ASSIGNMENT:
Lines from the beginning of the data through the line containing "#[must_use]" are to be copied exactly, with no other line included.

DATA SHOWN:
=== Begin Enclosure ===

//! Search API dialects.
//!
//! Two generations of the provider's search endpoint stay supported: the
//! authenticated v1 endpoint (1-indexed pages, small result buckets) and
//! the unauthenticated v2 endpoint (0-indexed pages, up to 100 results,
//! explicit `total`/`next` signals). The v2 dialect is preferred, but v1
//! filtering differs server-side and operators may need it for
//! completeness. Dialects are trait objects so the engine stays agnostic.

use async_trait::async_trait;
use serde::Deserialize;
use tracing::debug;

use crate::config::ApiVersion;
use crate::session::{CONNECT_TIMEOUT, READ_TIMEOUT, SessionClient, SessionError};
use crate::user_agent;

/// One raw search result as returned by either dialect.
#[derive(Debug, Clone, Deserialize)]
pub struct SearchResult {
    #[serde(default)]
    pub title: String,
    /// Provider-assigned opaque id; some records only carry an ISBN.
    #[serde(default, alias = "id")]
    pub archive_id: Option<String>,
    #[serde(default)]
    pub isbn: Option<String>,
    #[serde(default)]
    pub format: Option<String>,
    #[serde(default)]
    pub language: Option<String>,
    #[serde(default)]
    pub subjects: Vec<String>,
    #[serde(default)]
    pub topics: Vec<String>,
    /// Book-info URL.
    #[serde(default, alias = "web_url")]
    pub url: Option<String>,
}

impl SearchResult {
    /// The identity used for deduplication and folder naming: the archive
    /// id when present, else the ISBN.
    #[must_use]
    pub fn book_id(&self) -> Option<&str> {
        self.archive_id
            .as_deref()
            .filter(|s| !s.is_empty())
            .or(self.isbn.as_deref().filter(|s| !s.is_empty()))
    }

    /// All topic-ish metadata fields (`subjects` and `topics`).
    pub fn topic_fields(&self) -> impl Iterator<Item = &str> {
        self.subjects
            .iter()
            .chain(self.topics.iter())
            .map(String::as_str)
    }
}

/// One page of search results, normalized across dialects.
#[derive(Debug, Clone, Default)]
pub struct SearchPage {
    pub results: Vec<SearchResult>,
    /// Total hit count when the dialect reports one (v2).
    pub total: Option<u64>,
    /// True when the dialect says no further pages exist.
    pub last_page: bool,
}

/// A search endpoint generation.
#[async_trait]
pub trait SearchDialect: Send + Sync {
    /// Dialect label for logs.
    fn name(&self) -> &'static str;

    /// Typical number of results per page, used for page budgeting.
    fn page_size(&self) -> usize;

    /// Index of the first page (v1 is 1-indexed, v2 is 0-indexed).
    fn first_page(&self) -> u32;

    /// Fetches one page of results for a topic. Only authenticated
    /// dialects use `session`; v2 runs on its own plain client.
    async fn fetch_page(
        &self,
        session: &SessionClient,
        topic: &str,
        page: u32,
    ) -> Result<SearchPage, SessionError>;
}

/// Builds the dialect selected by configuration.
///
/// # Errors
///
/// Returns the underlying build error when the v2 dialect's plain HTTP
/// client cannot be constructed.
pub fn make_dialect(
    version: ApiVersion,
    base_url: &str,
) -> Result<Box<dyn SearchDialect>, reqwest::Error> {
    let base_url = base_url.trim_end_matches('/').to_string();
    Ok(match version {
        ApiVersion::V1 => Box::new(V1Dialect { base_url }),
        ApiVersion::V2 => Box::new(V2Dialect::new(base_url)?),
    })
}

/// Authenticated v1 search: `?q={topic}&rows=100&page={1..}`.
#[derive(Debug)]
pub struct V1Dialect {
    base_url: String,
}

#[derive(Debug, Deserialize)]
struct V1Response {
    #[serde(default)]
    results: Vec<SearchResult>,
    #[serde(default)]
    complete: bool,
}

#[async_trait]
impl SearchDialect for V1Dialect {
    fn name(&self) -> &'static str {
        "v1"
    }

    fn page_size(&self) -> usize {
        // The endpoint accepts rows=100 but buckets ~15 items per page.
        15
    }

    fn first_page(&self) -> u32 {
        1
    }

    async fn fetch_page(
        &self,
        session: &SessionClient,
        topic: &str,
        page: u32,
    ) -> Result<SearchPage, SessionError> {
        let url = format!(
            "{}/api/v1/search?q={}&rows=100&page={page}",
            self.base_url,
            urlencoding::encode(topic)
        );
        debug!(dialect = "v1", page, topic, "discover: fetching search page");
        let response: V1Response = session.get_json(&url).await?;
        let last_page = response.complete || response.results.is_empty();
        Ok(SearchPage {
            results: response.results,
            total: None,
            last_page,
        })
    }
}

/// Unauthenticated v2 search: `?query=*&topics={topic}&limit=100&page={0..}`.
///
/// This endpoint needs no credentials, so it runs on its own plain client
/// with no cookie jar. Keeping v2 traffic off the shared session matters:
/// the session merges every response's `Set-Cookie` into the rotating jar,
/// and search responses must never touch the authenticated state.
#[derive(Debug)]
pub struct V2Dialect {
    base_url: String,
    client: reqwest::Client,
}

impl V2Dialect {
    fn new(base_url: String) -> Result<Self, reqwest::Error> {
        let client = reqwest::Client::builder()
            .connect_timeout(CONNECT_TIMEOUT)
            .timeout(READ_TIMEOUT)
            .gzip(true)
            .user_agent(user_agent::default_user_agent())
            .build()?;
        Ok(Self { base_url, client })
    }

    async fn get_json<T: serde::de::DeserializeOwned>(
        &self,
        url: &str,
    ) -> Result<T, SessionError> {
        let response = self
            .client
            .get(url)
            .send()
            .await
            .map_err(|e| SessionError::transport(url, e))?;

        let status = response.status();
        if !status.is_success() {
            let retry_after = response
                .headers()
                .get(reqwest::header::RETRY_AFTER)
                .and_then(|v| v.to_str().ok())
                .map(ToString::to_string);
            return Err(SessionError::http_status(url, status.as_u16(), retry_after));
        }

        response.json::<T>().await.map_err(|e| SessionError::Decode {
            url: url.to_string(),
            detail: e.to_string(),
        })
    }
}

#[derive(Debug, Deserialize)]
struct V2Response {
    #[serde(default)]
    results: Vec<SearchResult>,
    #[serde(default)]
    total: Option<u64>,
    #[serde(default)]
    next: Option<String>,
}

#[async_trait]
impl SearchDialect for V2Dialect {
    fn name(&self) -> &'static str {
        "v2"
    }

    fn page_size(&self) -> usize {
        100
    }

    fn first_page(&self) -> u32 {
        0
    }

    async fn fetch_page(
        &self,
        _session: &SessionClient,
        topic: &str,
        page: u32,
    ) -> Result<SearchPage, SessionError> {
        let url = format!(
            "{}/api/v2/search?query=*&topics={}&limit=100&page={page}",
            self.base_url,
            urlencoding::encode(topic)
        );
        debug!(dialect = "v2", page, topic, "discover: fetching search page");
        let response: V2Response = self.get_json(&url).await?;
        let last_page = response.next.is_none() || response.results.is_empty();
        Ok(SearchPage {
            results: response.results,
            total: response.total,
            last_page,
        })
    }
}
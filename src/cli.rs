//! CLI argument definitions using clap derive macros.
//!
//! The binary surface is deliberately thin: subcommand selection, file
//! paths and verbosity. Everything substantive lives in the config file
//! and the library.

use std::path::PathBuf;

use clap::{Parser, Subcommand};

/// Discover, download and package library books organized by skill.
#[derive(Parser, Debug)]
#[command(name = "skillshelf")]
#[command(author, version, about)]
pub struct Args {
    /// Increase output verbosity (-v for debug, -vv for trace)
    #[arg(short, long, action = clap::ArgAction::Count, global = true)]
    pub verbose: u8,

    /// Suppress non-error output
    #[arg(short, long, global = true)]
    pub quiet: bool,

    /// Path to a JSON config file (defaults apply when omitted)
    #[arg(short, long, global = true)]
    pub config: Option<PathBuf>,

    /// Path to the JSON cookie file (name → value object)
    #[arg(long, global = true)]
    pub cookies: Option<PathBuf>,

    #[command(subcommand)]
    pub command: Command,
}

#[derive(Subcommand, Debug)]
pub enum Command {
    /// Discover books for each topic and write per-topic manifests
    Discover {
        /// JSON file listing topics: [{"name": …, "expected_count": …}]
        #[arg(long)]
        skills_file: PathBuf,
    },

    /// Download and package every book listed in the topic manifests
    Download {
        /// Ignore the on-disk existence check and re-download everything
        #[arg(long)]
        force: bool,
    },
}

=== End Enclosure ===

TASK RESULT:
//! Search API dialects.
//!
//! Two generations of the provider's search endpoint stay supported: the
//! authenticated v1 endpoint (1-indexed pages, small result buckets) and
//! the unauthenticated v2 endpoint (0-indexed pages, up to 100 results,
//! explicit `total`/`next` signals). The v2 dialect is preferred, but v1
//! filtering differs server-side and operators may need it for
//! completeness. Dialects are trait objects so the engine stays agnostic.

use async_trait::async_trait;
use serde::Deserialize;
use tracing::debug;

use crate::config::ApiVersion;
use crate::session::{CONNECT_TIMEOUT, READ_TIMEOUT, SessionClient, SessionError};
use crate::user_agent;

/// One raw search result as returned by either dialect.
#[derive(Debug, Clone, Deserialize)]
pub struct SearchResult {
    #[serde(default)]
    pub title: String,
    /// Provider-assigned opaque id; some records only carry an ISBN.
    #[serde(default, alias = "id")]
    pub archive_id: Option<String>,
    #[serde(default)]
    pub isbn: Option<String>,
    #[serde(default)]
    pub format: Option<String>,
    #[serde(default)]
    pub language: Option<String>,
    #[serde(default)]
    pub subjects: Vec<String>,
    #[serde(default)]
    pub topics: Vec<String>,
    /// Book-info URL.
    #[serde(default, alias = "web_url")]
    pub url: Option<String>,
}

impl SearchResult {
    /// The identity used for deduplication and folder naming: the archive
    /// id when present, else the ISBN.
    #[must_use]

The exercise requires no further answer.